Our border communities have been shouldering the load of caring for the migrants in the past few years; it is time that the Houston community step up to the plate to share the burden. At HILSC, we have been reaching out to the grassroots and faith communities to organize Team Houston Welcoming to support migrants coming to or passing through Houston. Your support will help us address their immediate social needs and legal needs in the near term.

At around 10:48 a.m. Central Time on January 20, 2021, America turned a page. The United States inaugurated our first Madam Vice President, Kamala Harris, who was sworn in by the nation’s first Latina Supreme Court Justice, Sonia Sotomayor. Madam Vice President Harris is the first Black and first Indian American to hold that office in the 245-year history of this nation. She is also the daughter of two immigrants – mother from India, father from Jamaica – who came to the United States to pursue higher education and went on to become scientist and professor. That morning, America also witnessed the peaceful transition of power from one administration to another, which almost might not happen had the insurgents who caused the deadly riot storming the Capitol had their way. The four years of cruel and chaotic Trump Administration finally ended.

American turned a page on this day because President Biden unequivocally named white supremacy as a challenge that we must confront and defeat. He also declared “A cry for racial justice some 400 years in the making moves us.
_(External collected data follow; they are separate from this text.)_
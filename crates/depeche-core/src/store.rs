//! On-disk cache layout under `DEPECHE_HOME`.
//!
//! ```text
//! ~/.depeche/
//! ├── repositories/   # bare clones, one per source URL
//! ├── work/           # working checkouts wired into the bare clones
//! ├── roots/          # cached manifests and install roots
//! └── tmp/            # transient build directories
//! ```
//!
//! Every path handed to [`CacheStore::safe_remove`] must lie inside the
//! cache home; anything else is logged and left alone. That containment
//! check is the single barrier between a path-computation bug and user
//! data.

use std::fs;
use std::path::{Path, PathBuf};

use tracing::{debug, error, info};

use crate::error::{Error, Result};
use crate::ident::Ident;

/// Owner of the four cache roots.
#[derive(Debug, Clone)]
pub struct CacheStore {
    home: PathBuf,
    repositories: PathBuf,
    work: PathBuf,
    roots: PathBuf,
    tmp: PathBuf,
}

impl CacheStore {
    /// Open the cache under `home`, creating any missing root directory.
    ///
    /// Create failures are logged but not fatal; later operations on the
    /// affected root surface the real error.
    pub fn open(home: impl Into<PathBuf>) -> Self {
        let home = home.into();
        let store = Self {
            repositories: home.join("repositories"),
            work: home.join("work"),
            roots: home.join("roots"),
            tmp: home.join("tmp"),
            home,
        };
        for root in [
            &store.repositories,
            &store.work,
            &store.roots,
            &store.tmp,
        ] {
            if !root.exists() {
                debug!("Creating {}", root.display());
                if let Err(err) = fs::create_dir_all(root) {
                    error!("Failed creating or testing {}: {err}", root.display());
                }
            }
        }
        store
    }

    /// Open the cache named by `DEPECHE_HOME`, defaulting to `~/.depeche`.
    pub fn from_env() -> Self {
        let home = std::env::var_os("DEPECHE_HOME")
            .map(PathBuf::from)
            .or_else(|| dirs::home_dir().map(|h| h.join(".depeche")))
            .unwrap_or_else(|| PathBuf::from(".depeche"));
        Self::open(home)
    }

    /// The cache home itself.
    pub fn home(&self) -> &Path {
        &self.home
    }

    /// The directory of bare clones.
    pub fn repositories(&self) -> &Path {
        &self.repositories
    }

    /// Bare clone cache directory for a repository URL.
    pub fn repository_cache_path(&self, source: &str) -> PathBuf {
        self.repositories
            .join(Ident::compute(source.as_bytes()).as_str())
    }

    /// Working checkout directory for a repository URL.
    pub fn repository_working_path(&self, source: &str) -> PathBuf {
        self.work.join(Ident::compute(source.as_bytes()).as_str())
    }

    /// Install root for (source key, revision, variable fingerprint).
    pub fn root_path(&self, source_key: &str, revision: &str, vars_hash: &str) -> PathBuf {
        self.roots
            .join(Ident::compute(source_key.as_bytes()).as_str())
            .join(revision)
            .join(vars_hash)
    }

    /// Per-revision manifest cache directory for a git dependency.
    pub fn manifest_cache_dir(&self, source: &str, revision: &str) -> PathBuf {
        self.roots
            .join(Ident::compute(source.as_bytes()).as_str())
            .join(revision)
    }

    /// Content-addressed cache directory for a file dependency.
    pub fn file_cache_dir(&self, id: &Ident) -> PathBuf {
        self.roots.join(id.as_str())
    }

    /// Transient build directory keyed by the install-root path.
    pub fn build_path(&self, install_root: &Path) -> PathBuf {
        self.tmp
            .join(Ident::compute(install_root.to_string_lossy().as_bytes()).as_str())
    }

    /// Create `path` if it does not exist yet.
    pub fn ensure_dir(&self, path: &Path) -> Result<()> {
        if !path.exists() {
            debug!("Creating {}", path.display());
            fs::create_dir_all(path).map_err(|source| Error::Filesystem {
                path: path.to_path_buf(),
                source,
            })?;
        }
        Ok(())
    }

    /// Recursively delete `path`, but only when it lies inside the cache
    /// home. Requests for anything else are logged and skipped.
    pub fn safe_remove(&self, path: &Path) -> Result<()> {
        if !path.starts_with(&self.home) {
            error!(
                "Not removing {}: outside the cache home {}",
                path.display(),
                self.home.display()
            );
            return Ok(());
        }
        if !path.exists() {
            return Ok(());
        }
        info!("Removing directory {}", path.display());
        fs::remove_dir_all(path).map_err(|source| Error::Filesystem {
            path: path.to_path_buf(),
            source,
        })
    }
}

#[cfg(test)]
mod tests {
    use super::*;
    use tempfile::tempdir;

    #[test]
    fn open_creates_all_roots() {
        let tmp = tempdir().unwrap();
        let store = CacheStore::open(tmp.path().join("cache"));
        for root in ["repositories", "work", "roots", "tmp"] {
            assert!(store.home().join(root).is_dir(), "{root} missing");
        }
    }

    #[test]
    fn open_is_idempotent() {
        let tmp = tempdir().unwrap();
        let home = tmp.path().join("cache");
        CacheStore::open(&home);
        let store = CacheStore::open(&home);
        assert!(store.repositories().is_dir());
    }

    #[test]
    fn paths_are_keyed_by_sha1() {
        let tmp = tempdir().unwrap();
        let store = CacheStore::open(tmp.path().join("cache"));
        let source = "https://example.test/lib.git";
        let id = Ident::compute(source.as_bytes());

        assert_eq!(
            store.repository_cache_path(source),
            store.home().join("repositories").join(id.as_str())
        );
        assert_eq!(
            store.repository_working_path(source),
            store.home().join("work").join(id.as_str())
        );
        assert_eq!(
            store.root_path(source, "abc123", "feed"),
            store
                .home()
                .join("roots")
                .join(id.as_str())
                .join("abc123")
                .join("feed")
        );
    }

    #[test]
    fn ensure_dir_is_idempotent() {
        let tmp = tempdir().unwrap();
        let store = CacheStore::open(tmp.path().join("cache"));
        let dir = store.home().join("roots/nested/dir");
        store.ensure_dir(&dir).unwrap();
        store.ensure_dir(&dir).unwrap();
        assert!(dir.is_dir());
    }

    #[test]
    fn safe_remove_refuses_paths_outside_the_cache() {
        let tmp = tempdir().unwrap();
        let store = CacheStore::open(tmp.path().join("cache"));

        let outside = tmp.path().join("other");
        std::fs::create_dir_all(outside.join("data")).unwrap();
        std::fs::write(outside.join("data/file"), "precious").unwrap();

        store.safe_remove(&outside).unwrap();
        assert!(outside.join("data/file").exists());
    }

    #[test]
    fn safe_remove_deletes_inside_the_cache() {
        let tmp = tempdir().unwrap();
        let store = CacheStore::open(tmp.path().join("cache"));

        let dir = store.home().join("tmp/deadbeef");
        std::fs::create_dir_all(dir.join("sub")).unwrap();
        std::fs::write(dir.join("sub/file"), "scratch").unwrap();

        store.safe_remove(&dir).unwrap();
        assert!(!dir.exists());
    }

    #[test]
    fn safe_remove_of_missing_path_is_ok() {
        let tmp = tempdir().unwrap();
        let store = CacheStore::open(tmp.path().join("cache"));
        store.safe_remove(&store.home().join("tmp/nothing")).unwrap();
    }
}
The dream of justice for all will be deferred no longer.” He gave meaning to his words by making his first executive act on Day One the signing of the “Executive Order on Advancing Racial Equity and Support for Underserved Communities Through the Federal Government.” He did not stop there. He proceeded to sign seven proclamations and executive orders that protect immigrant rights. He revoked Trump’s Muslim and African ban that had separated thousands of families; he revoked Trump’s interior immigration enforcement policies that had terrorized immigrant communities throughout the past four years; he declared that question of citizenship has no place in decennial Census counts; he stopped the construction of the border wall; he extended immigration protection for Liberians to allow them time to apply for lawful permanent residency; and he preserved and fortified immigration protection for DREAMers, protecting more than 200,000 immigrants, majority of whom people of color, who came to the U.S. as children. He also directed the Department of Homeland Security (DHS) to end new enrollment in the “Remain in Mexico” program and to begin releasing immigrants detained in ICE detention. Little noticed is that DHS did not use the term “aliens” in either memoranda but refer to them as “non-citizens.”

For immigrant advocates who had toiled exhaustingly on the defensive over the past four years to combat the Trump Administration’s racist, xenophobic, cruel, and inhumane immigration policies that separated children from their families, jailed immigrants to enrich private industrial complex, expelled asylum-seekers to deadly border camps, denied immigrants due process, encouraged administrative practice of random acts of cruelty, the Biden Administration finally allows us to take a breath. In the Biden Immigration Plan, there is a pathway to citizenship for 11 million long-term residents who are without lawful immigration status, reinstatement of prosecutorial discretion, action to promote family unity by reducing backlog, removing the unlawful presence three- and ten-year bars, and give asylum-seekers more time to file for asylum.

It is about time that the U.S. ends the more than century-old racist immigration policy and moves to adopt one that honors and treats immigrants with dignity. The Biden Plan provides the beginning of this possibility.